As I read the open letter from Morley Alperstein calling on the Village of Wellington to purchase the Binks Forest golf course (Letters, Sept. 18), I recalled those days many years ago when Mr. Alperstein championed the effort to allow for the rezoning of the course’s driving range.
Longtime Wellington residents will recall that the course had become a snake-and-rat-infested hazard eyesore. The only remedy, claimed the course’s new owner, was to allow townhomes to be built on the driving range land. The profit from building and selling these townhomes, he claimed, was the only way the company could afford to bring the course back to its former glory. The other option, he hinted, was to let the course languish forever, with knee-high weeds, vermin and all of the other things that the residents of Binks Forest had been forced to live with for years.
I was skeptical and spoke up, only to have the index finger of one Mrs. Morley Alperstein jabbed into my face while she called me a “jerk.” What had I done or said to elicit such a response? I wanted some assurance from the course owner that if the village did, indeed, allow the rezoning to happen, that we, the residents, would be assured that the course would remain viable. “I can offer no such assurance,” was the reply from the attorney representing the new owners. Undeterred, and sure that his was the only way, Mr. Alperstein led a petition drive, securing enough support from the communities surrounding the course to give the council cover.
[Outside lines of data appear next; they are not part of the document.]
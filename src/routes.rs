#[derive(Clone, Copy, Debug, PartialEq, Eq)]
pub enum Page {
    Login,
    Summary,
    Board,
    Contacts,
    AddTask,
    Help,
    /// Privacy policy and legal notice, readable without an account.
    Legal,
}

impl Page {
    /// Pages reachable from the header, in tab order.
    pub const NAV: [Page; 5] = [
        Page::Summary,
        Page::Board,
        Page::Contacts,
        Page::AddTask,
        Page::Help,
    ];

    pub fn title(self) -> &'static str {
        match self {
            Page::Login => "Log in",
            Page::Summary => "Summary",
            Page::Board => "Board",
            Page::Contacts => "Contacts",
            Page::AddTask => "Add Task",
            Page::Help => "Help",
            Page::Legal => "Privacy & Legal",
        }
    }

    pub fn requires_auth(self) -> bool {
        matches!(
            self,
            Page::Summary | Page::Board | Page::Contacts | Page::AddTask
        )
    }
}

#[derive(Debug, PartialEq, Eq)]
pub enum Guard {
    Allow(Page),
    /// Navigation refused; show the login page instead.
    Redirect,
}

pub fn guard(target: Page, logged_in: bool) -> Guard {
    if target.requires_auth() && !logged_in {
        Guard::Redirect
    } else {
        Guard::Allow(target)
    }
}

#[cfg(test)]
mod tests {
    use super::*;

    #[test]
    fn test_protected_pages_need_login() {
        for page in [Page::Summary, Page::Board, Page::Contacts, Page::AddTask] {
            assert_eq!(guard(page, false), Guard::Redirect);
            assert_eq!(guard(page, true), Guard::Allow(page));
        }
    }

    #[test]
    fn test_public_pages_are_open() {
        assert_eq!(guard(Page::Help, false), Guard::Allow(Page::Help));
        assert_eq!(guard(Page::Login, false), Guard::Allow(Page::Login));
        assert_eq!(guard(Page::Legal, false), Guard::Allow(Page::Legal));
        assert!(!Page::NAV.contains(&Page::Legal));
    }
}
The rezoning was approved, with no assurance that the course would be viable, for even one day. So, the course’s owners got what they wanted. Mr. Alperstein, it seemed, got what he wanted. I understand that he was even one of the first in line to purchase a lifetime membership. And the village got to close the books (at least for a while) on a very sore topic.
What did the rest of us get? A “cow pasture” that bears a slight resemblance to a golf course, now on the brink of demise once again. What about that profit from the sale of townhomes, which was so vital to the revitalization of the golf course?
The land that was once a driving range was broken off from the rest of the course and sold to a new developer; one who, it seems, has no interest in bringing the golf course back to its heyday. So much for the entire stated purpose of rezoning the driving range — to save the course.
Let’s recap, shall we? The course’s owner tricked the village into rezoning the driving range (but not really, since their lawyer was very upfront about “no promises”) by making what sounded like a promise to use the profit from the rezoning to bring the golf course back to its former glory. Mr. Alperstein, thanks to his petition drive, was the temporary hero… A new developer gets to build townhomes on the property. (They’re smaller, and not quite as nice as they promised to win the rezoning approval; but who’s keeping track of all of the half-truths at this point?) The golf course owners now have a playbook about how to coerce the council into abandoning its long-term PUD, which may come in handy when the next round of what might be called “extortion” begins.
And what did the residents who live around the golf course get out of this deal? We got nothing, except a change in our PUD allowing our single-family neighborhood to become a mixed-use community.
Now Mr. Alperstein is leading the charge to have the village purchase the course so it won’t close and his property value won’t be hurt. I guess his original plan did not pan out. It seems he never saw this double-cross coming. I won’t say I told you so, Mr. Alperstein. That might make me sound like a “jerk.”